Carlo se acercó hasta la foto envejecida en su pesado marco dorado.
—Al coronel Giordani, pero la firma es ilegible —corrigió, pedante. Seguimos a Giordani hasta el salón. Era una gran habitación asimétrica con una gran lámpara de cristal y hierro forjado que colgaba del centro del techo.
Vi a un montón de chicas apiñadas unas contra otras en un sofá; delante de ellas, de pie, algunos chicos fumaban torpemente.
—¿Queréis una limonada? ¿Un poco de anís? —Giordani alzó el vaso y la botella ante sus ojos de miope y vertió en el vaso un poco de aquel licor blanco y viscoso.

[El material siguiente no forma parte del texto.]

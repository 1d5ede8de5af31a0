//! # pm-core
//!
//! Shared configuration, errors, and constants for the market sync pipeline.

pub mod config;
pub mod error;

pub use config::{Config, StorageConfig};
pub use error::{Error, Result};

/// Public content gateway used when PM_GATEWAY_URL is not set
pub const DEFAULT_GATEWAY_URL: &str = "https://gateway.irys.xyz";

/// Subgraph page size for condition queries
pub const DEFAULT_PAGE_SIZE: u32 = 1000;

/// Soft wall-clock budget per invocation, kept below the platform timeout
pub const DEFAULT_TIME_BUDGET_SECS: u64 = 250;

/// Request timeout for individual HTTP calls
pub const DEFAULT_HTTP_TIMEOUT_SECS: u64 = 30;

/// A `running` sync_status row older than this is treated as a crashed run
pub const STALE_RUN_SECS: i64 = 15 * 60;

/// service_name recorded in sync_status rows
pub const SERVICE_NAME: &str = "market-sync";

/// Deployment seed entry for the creator allow-list; merged with
/// PM_CREATOR_ALLOWLIST when the filter is enabled.
pub const DEFAULT_CREATOR_ALLOWLIST: &[&str] = &["0x1ae35e9c1bd2b810cbbc41f0ed11f9c7a23dbae7"];
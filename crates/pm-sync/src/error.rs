/*
 *
 *
 *
 *
 * MIT License
 * Copyright (c) 2025. Dwight J. Browne
 * dwight[-at-]dwightjbrowne[-dot-]com
 *
 *
 * Permission is hereby granted, free of charge, to any person obtaining a copy
 * of this software and associated documentation files (the "Software"), to deal
 * in the Software without restriction, including without limitation the rights
 * to use, copy, modify, merge, publish, distribute, sublicense, and/or sell
 * copies of the Software, and to permit persons to whom the Software is
 * furnished to do so, subject to the following conditions:
 *
 * The above copyright notice and this permission notice shall be included in all
 * copies or substantial portions of the Software.
 *
 * THE SOFTWARE IS PROVIDED "AS IS", WITHOUT WARRANTY OF ANY KIND, EXPRESS OR
 * IMPLIED, INCLUDING BUT NOT LIMITED TO THE WARRANTIES OF MERCHANTABILITY,
 * FITNESS FOR A PARTICULAR PURPOSE AND NONINFRINGEMENT. IN NO EVENT SHALL THE
 * AUTHORS OR COPYRIGHT HOLDERS BE LIABLE FOR ANY CLAIM, DAMAGES OR OTHER
 * LIABILITY, WHETHER IN AN ACTION OF CONTRACT, TORT OR OTHERWISE, ARISING FROM,
 * OUT OF OR IN CONNECTION WITH THE SOFTWARE OR THE USE OR OTHER DEALINGS IN THE
 * SOFTWARE.
 */

use thiserror::Error;

#[derive(Error, Debug, Clone)]
pub enum SyncError {
  #[error("Subgraph error: {0}")]
  SourceError(String),

  #[error("Metadata error: {0}")]
  MetadataError(String),

  #[error("Condition {condition_id} is missing required field `{field}`")]
  MissingField { condition_id: String, field: String },

  #[error("Database error: {0}")]
  DatabaseError(String),

  #[error("Asset error: {0}")]
  AssetError(String),

  #[error("Configuration error: {0}")]
  ConfigurationError(String),
}

// Implement conversions manually
impl From<pm_core::Error> for SyncError {
  fn from(err: pm_core::Error) -> Self {
    SyncError::SourceError(err.to_string())
  }
}

impl From<pm_database_postgres::StoreError> for SyncError {
  fn from(err: pm_database_postgres::StoreError) -> Self {
    SyncError::DatabaseError(err.to_string())
  }
}

impl From<serde_json::Error> for SyncError {
  fn from(err: serde_json::Error) -> Self {
    SyncError::MetadataError(err.to_string())
  }
}

pub type SyncResult<T> = Result<T, SyncError>;
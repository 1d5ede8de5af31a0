//! In-memory fakes for the pipeline seams, shared across test modules

use std::collections::{HashMap, HashSet};
use std::time::Instant;

use async_trait::async_trait;
use chrono::{DateTime, Duration, Utc};
use pm_client::{ActivityCondition, PnlCondition};
use pm_database_postgres::models::{
  Condition, Event, NewCondition, NewEvent, NewMarket, NewOutcome, SyncStatus, Tag,
};
use pm_database_postgres::{StoreError, StoreResult, SyncStore};
use tokio::sync::Mutex;

use crate::error::{SyncError, SyncResult};
use crate::pipeline::{ConditionSource, IconStore, MetadataGateway};

#[derive(Default)]
pub struct StoreState {
  pub conditions: HashMap<String, NewCondition>,
  pub events: Vec<Event>,
  pub markets: Vec<NewMarket>,
  pub outcomes: Vec<NewOutcome>,
  pub tags: Vec<Tag>,
  pub event_tags: Vec<(i32, i32)>,
  /// (status, processed, error) per finish_run call
  pub finished: Vec<(String, i32, Option<String>)>,
  pub status_row: Option<SyncStatus>,
  next_event_id: i32,
  next_tag_id: i32,
}

/// Hand-rolled `SyncStore` over plain collections
#[derive(Default)]
pub struct InMemoryStore {
  state: Mutex<StoreState>,
}

impl InMemoryStore {
  pub async fn state(&self) -> tokio::sync::MutexGuard<'_, StoreState> {
    self.state.lock().await
  }

  /// Seed a `running` status row whose heartbeat is `age_secs` old
  pub async fn seed_running_status(&self, age_secs: i64) {
    self.state.lock().await.status_row = Some(SyncStatus {
      id: 1,
      service_name: "market-sync".to_string(),
      subgraph_name: "conditions".to_string(),
      status: "running".to_string(),
      updated_at: Utc::now() - Duration::seconds(age_secs),
      total_processed: None,
      error_message: None,
    });
  }

  /// Seed a committed condition+market pair with the given creation timestamp
  pub async fn seed_market(&self, condition_id: &str, creation_timestamp: i64) {
    let mut state = self.state.lock().await;
    state.conditions.insert(
      condition_id.to_string(),
      NewCondition {
        id: condition_id.to_string(),
        oracle: "0xO".to_string(),
        question_id: "0xQ".to_string(),
        resolved: false,
        arweave_hash: "h".to_string(),
        creator: Some("0xC".to_string()),
        created_at: DateTime::<Utc>::from_timestamp(creation_timestamp, 0)
          .unwrap_or_else(Utc::now),
      },
    );
    state.markets.push(NewMarket {
      condition_id: condition_id.to_string(),
      event_id: 1,
      title: condition_id.to_string(),
      slug: condition_id.to_string(),
      short_title: None,
      icon_url: None,
      is_active: true,
      is_resolved: false,
      metadata: None,
    });
  }
}

#[async_trait]
impl SyncStore for InMemoryStore {
  async fn latest_market_cursor(&self) -> StoreResult<Option<i64>> {
    let state = self.state.lock().await;
    Ok(
      state
        .markets
        .iter()
        .filter_map(|m| state.conditions.get(&m.condition_id))
        .map(|c| c.created_at.timestamp())
        .max(),
    )
  }

  async fn existing_condition_ids(&self, ids: &[String]) -> StoreResult<HashSet<String>> {
    let state = self.state.lock().await;
    let with_markets: HashSet<&str> =
      state.markets.iter().map(|m| m.condition_id.as_str()).collect();
    Ok(ids.iter().filter(|id| with_markets.contains(id.as_str())).cloned().collect())
  }

  async fn upsert_condition(&self, condition: NewCondition) -> StoreResult<Condition> {
    let mut state = self.state.lock().await;
    let row = Condition {
      id: condition.id.clone(),
      oracle: condition.oracle.clone(),
      question_id: condition.question_id.clone(),
      resolved: condition.resolved,
      arweave_hash: condition.arweave_hash.clone(),
      creator: condition.creator.clone(),
      created_at: condition.created_at,
      updated_at: Utc::now(),
    };
    state.conditions.insert(condition.id.clone(), condition);
    Ok(row)
  }

  async fn find_event_by_slug(&self, slug: &str) -> StoreResult<Option<Event>> {
    let state = self.state.lock().await;
    Ok(state.events.iter().find(|e| e.slug == slug).cloned())
  }

  async fn insert_event(&self, event: NewEvent) -> StoreResult<Event> {
    let mut state = self.state.lock().await;
    if state.events.iter().any(|e| e.slug == event.slug) {
      return Err(StoreError::ConstraintViolation(format!(
        "duplicate key value violates unique constraint on events.slug: {}",
        event.slug
      )));
    }
    state.next_event_id += 1;
    let row = Event {
      id: state.next_event_id,
      slug: event.slug,
      title: event.title,
      creator: event.creator,
      icon_url: event.icon_url,
      show_market_icons: event.show_market_icons,
      rules: event.rules,
      active_markets_count: 0,
      total_markets_count: 0,
      created_at: Utc::now(),
      updated_at: Utc::now(),
    };
    state.events.push(row.clone());
    Ok(row)
  }

  async fn increment_event_counters(
    &self,
    event_id: i32,
    market_is_active: bool,
  ) -> StoreResult<()> {
    let mut state = self.state.lock().await;
    if let Some(event) = state.events.iter_mut().find(|e| e.id == event_id) {
      event.total_markets_count += 1;
      if market_is_active {
        event.active_markets_count += 1;
      }
    }
    Ok(())
  }

  async fn market_exists(&self, condition_id: &str) -> StoreResult<bool> {
    let state = self.state.lock().await;
    Ok(state.markets.iter().any(|m| m.condition_id == condition_id))
  }

  async fn insert_market(&self, market: NewMarket) -> StoreResult<bool> {
    let mut state = self.state.lock().await;
    let conflict = state.markets.iter().any(|m| {
      m.condition_id == market.condition_id
        || (m.event_id == market.event_id && m.slug == market.slug)
    });
    if conflict {
      return Ok(false);
    }
    state.markets.push(market);
    Ok(true)
  }

  async fn insert_outcomes(&self, outcomes: Vec<NewOutcome>) -> StoreResult<usize> {
    let mut state = self.state.lock().await;
    let mut inserted = 0;
    for outcome in outcomes {
      let conflict = state.outcomes.iter().any(|o| {
        o.token_id == outcome.token_id
          || (o.condition_id == outcome.condition_id && o.outcome_index == outcome.outcome_index)
      });
      if !conflict {
        state.outcomes.push(outcome);
        inserted += 1;
      }
    }
    Ok(inserted)
  }

  async fn find_or_create_tag(&self, slug: &str, label: &str) -> StoreResult<Tag> {
    let mut state = self.state.lock().await;
    if let Some(tag) = state.tags.iter().find(|t| t.slug == slug) {
      return Ok(tag.clone());
    }
    state.next_tag_id += 1;
    let tag = Tag { id: state.next_tag_id, slug: slug.to_string(), label: label.to_string() };
    state.tags.push(tag.clone());
    Ok(tag)
  }

  async fn link_event_tag(&self, event_id: i32, tag_id: i32) -> StoreResult<()> {
    let mut state = self.state.lock().await;
    if !state.event_tags.contains(&(event_id, tag_id)) {
      state.event_tags.push((event_id, tag_id));
    }
    Ok(())
  }

  async fn claim_run(
    &self,
    service: &str,
    subgraph: &str,
    stale_after_secs: i64,
  ) -> StoreResult<bool> {
    let mut state = self.state.lock().await;
    if let Some(row) = &state.status_row {
      let stale_before = Utc::now() - Duration::seconds(stale_after_secs);
      if row.status == "running" && row.updated_at >= stale_before {
        return Ok(false);
      }
    }
    state.status_row = Some(SyncStatus {
      id: 1,
      service_name: service.to_string(),
      subgraph_name: subgraph.to_string(),
      status: "running".to_string(),
      updated_at: Utc::now(),
      total_processed: None,
      error_message: None,
    });
    Ok(true)
  }

  async fn finish_run(
    &self,
    service: &str,
    subgraph: &str,
    status: &str,
    processed: i32,
    error: Option<String>,
  ) -> StoreResult<()> {
    let mut state = self.state.lock().await;
    state.finished.push((status.to_string(), processed, error.clone()));
    state.status_row = Some(SyncStatus {
      id: 1,
      service_name: service.to_string(),
      subgraph_name: subgraph.to_string(),
      status: status.to_string(),
      updated_at: Utc::now(),
      total_processed: Some(processed),
      error_message: error,
    });
    Ok(())
  }

  async fn current_status(
    &self,
    _service: &str,
    _subgraph: &str,
  ) -> StoreResult<Option<SyncStatus>> {
    Ok(self.state.lock().await.status_row.clone())
  }
}

#[derive(Default)]
struct SourceState {
  activity: Vec<ActivityCondition>,
  pnl: Vec<PnlCondition>,
  fail_activity: Option<String>,
  fetch_count: usize,
  last_activity_cursor: Option<i64>,
}

/// Scripted `ConditionSource` honoring the `after` cursor
#[derive(Default)]
pub struct FakeSource {
  state: Mutex<SourceState>,
}

impl FakeSource {
  pub async fn push_activity(&self, condition: ActivityCondition) {
    self.state.lock().await.activity.push(condition);
  }

  pub async fn push_pnl(&self, condition: PnlCondition) {
    self.state.lock().await.pnl.push(condition);
  }

  pub async fn fail_activity(&self, message: &str) {
    self.state.lock().await.fail_activity = Some(message.to_string());
  }

  pub async fn fetch_count(&self) -> usize {
    self.state.lock().await.fetch_count
  }

  /// The `after` argument of the most recent activity fetch
  pub async fn last_activity_cursor(&self) -> Option<i64> {
    self.state.lock().await.last_activity_cursor
  }
}

#[async_trait]
impl ConditionSource for FakeSource {
  async fn activity_conditions(
    &self,
    after: Option<i64>,
    _deadline: Instant,
  ) -> SyncResult<Vec<ActivityCondition>> {
    let mut state = self.state.lock().await;
    state.fetch_count += 1;
    state.last_activity_cursor = after;
    if let Some(message) = &state.fail_activity {
      return Err(SyncError::SourceError(message.clone()));
    }
    Ok(
      state
        .activity
        .iter()
        .filter(|c| after.is_none() || c.creation_timestamp > after)
        .cloned()
        .collect(),
    )
  }

  async fn pnl_conditions(
    &self,
    after: Option<i64>,
    _deadline: Instant,
  ) -> SyncResult<Vec<PnlCondition>> {
    let mut state = self.state.lock().await;
    state.fetch_count += 1;
    Ok(
      state
        .pnl
        .iter()
        .filter(|c| after.is_none() || c.creation_timestamp > after)
        .cloned()
        .collect(),
    )
  }
}

#[derive(Default)]
struct GatewayState {
  documents: HashMap<String, serde_json::Value>,
  assets: HashMap<String, Vec<u8>>,
}

/// Scripted content gateway; unknown hashes fail like a 404
#[derive(Default)]
pub struct FakeGateway {
  state: Mutex<GatewayState>,
}

impl FakeGateway {
  pub async fn put_document(&self, content_hash: &str, document: serde_json::Value) {
    self.state.lock().await.documents.insert(content_hash.to_string(), document);
  }

  pub async fn put_asset(&self, content_hash: &str, bytes: Vec<u8>) {
    self.state.lock().await.assets.insert(content_hash.to_string(), bytes);
  }
}

#[async_trait]
impl MetadataGateway for FakeGateway {
  async fn metadata_document(&self, content_hash: &str) -> SyncResult<serde_json::Value> {
    self.state.lock().await.documents.get(content_hash).cloned().ok_or_else(|| {
      SyncError::MetadataError(format!("Gateway returned HTTP 404 for {}", content_hash))
    })
  }

  async fn asset_bytes(&self, content_hash: &str) -> SyncResult<Vec<u8>> {
    self.state.lock().await.assets.get(content_hash).cloned().ok_or_else(|| {
      SyncError::AssetError(format!("Gateway returned HTTP 404 for {}", content_hash))
    })
  }
}

/// Records uploads and hands back deterministic public URLs
#[derive(Default)]
pub struct FakeIcons {
  uploads: Mutex<Vec<(String, String)>>,
}

impl FakeIcons {
  /// (path, content_type) pairs in upload order
  pub async fn uploads(&self) -> Vec<(String, String)> {
    self.uploads.lock().await.clone()
  }
}

#[async_trait]
impl IconStore for FakeIcons {
  async fn store_icon(
    &self,
    path: &str,
    content_type: &str,
    _bytes: Vec<u8>,
  ) -> SyncResult<String> {
    self.uploads.lock().await.push((path.to_string(), content_type.to_string()));
    Ok(format!("https://assets.test/{}", path))
  }
}
use diesel::prelude::*;
use diesel::result::Error as DieselError;
use serde::{Deserialize, Serialize};

use crate::schema::{event_tags, tags};

/// Database model for the tags table
#[derive(Queryable, Selectable, Identifiable, Debug, Clone, Serialize, Deserialize)]
#[diesel(table_name = tags)]
pub struct Tag {
    pub id: i32,
    pub slug: String,
    pub label: String,
}

#[derive(Insertable, Debug)]
#[diesel(table_name = tags)]
pub struct NewTag<'a> {
    pub slug: &'a str,
    pub label: &'a str,
}

/// Link row between an event and a tag
#[derive(Queryable, Insertable, Debug, Clone)]
#[diesel(table_name = event_tags)]
pub struct EventTag {
    pub event_id: i32,
    pub tag_id: i32,
}

impl Tag {
    /// Find an existing tag by slug or create a new one
    pub fn find_or_create(
        conn: &mut PgConnection,
        tag_slug: &str,
        tag_label: &str,
    ) -> Result<Self, DieselError> {
        use crate::schema::tags::dsl::*;

        // Try to find existing
        match tags.filter(slug.eq(tag_slug)).first::<Tag>(conn).optional()? {
            Some(tag) => Ok(tag),
            None => {
                // Create new
                diesel::insert_into(tags)
                    .values(NewTag { slug: tag_slug, label: tag_label })
                    .get_result(conn)
            }
        }
    }
}

impl EventTag {
    /// Link an event to a tag; re-linking is a no-op
    pub fn link(conn: &mut PgConnection, event: i32, tag: i32) -> Result<usize, DieselError> {
        use crate::schema::event_tags::dsl::*;

        diesel::insert_into(event_tags)
            .values(EventTag { event_id: event, tag_id: tag })
            .on_conflict_do_nothing()
            .execute(conn)
    }
}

Junto al gramófono, colocado sobre un viejo mueble con adornos de taracea, había una pila de discos. Carlo se puso a ojearlos. Eran pequeños discos de cuarenta y cinco revoluciones: todo canciones americanas y francesas. La música salía por el altavoz, unas veces ronca y agresiva, otras veces suave y empalagosa. Carlo seguía el ritmo con el pie.
—¿Cómo se llama Giordani?
—No me acuerdo. Su padre es coronel —dijo, complacido—. Ahora está retirado. Ha estado en no sé cuántas guerras y tiene un montón de medallas. —Hizo un ruido despectivo con la boca.
Giordani iba de un lado para otro con la botella en la mano, ofreciendo bebida a todo el mundo. Y, cuando se acercaba con el vaso, rogaba a todos que bailaran.
—¿No os divertís? —preguntaba incómodo—. Bailad, por favor —insistía.
Pero nadie bailaba. Hasta que él mismo fue a sacar a una chica y le hizo dar vueltas por el salón.
—Es un rocanrol, no lo sé bailar —dijo al final, secándose el sudor de la frente. La chica se reía. Alguien dijo que no era un rocanrol. Carlo sacó un disco de la funda y lo puso en lugar del otro. Algunos chicos comenzaron a bailar.
—Mucho mejor —dijo Giordani mientras se me acercaba.
—Era cuestión de un poco de tiempo —dijo Carlo, y le guiñó un ojo.
Vino hacia mí una chica que se llamaba Gabriella. Era una de mi clase. Llevaba el cabello pelirrojo suelto sobre la espalda. Tenía una cara pequeña y blanca, llena de pecas, que se le perdía entre el pelo. La miraban todos porque llevaba un vestido ajustadísimo ceñido sobre su cuerpo pequeño y bien formado.
—Hola, Enrica —dijo, y empezó a hablarme de la escuela. Dijo que la profesora Aiuti había descubierto a dos besándose en el baño y que había montado un numerito.
¡Qué idiotas! —dijo—. ¿No podían hacerlo fuera? Ahora lo sabe todo el mundo y les toman el pelo. Los llaman «los novietes del váter». Con lo fea que es Elisa. ¿Qué le habrá visto él a ese callo?
Carlo la cogió por la cintura y bailaron muy apretados. Yo apuré mi vaso y me acerqué a la ventana. Fuera seguía lloviendo. La calle estaba poco iluminada y las gotas caían densas y luminosas ante el halo de la farola, que oscilaba por el viento.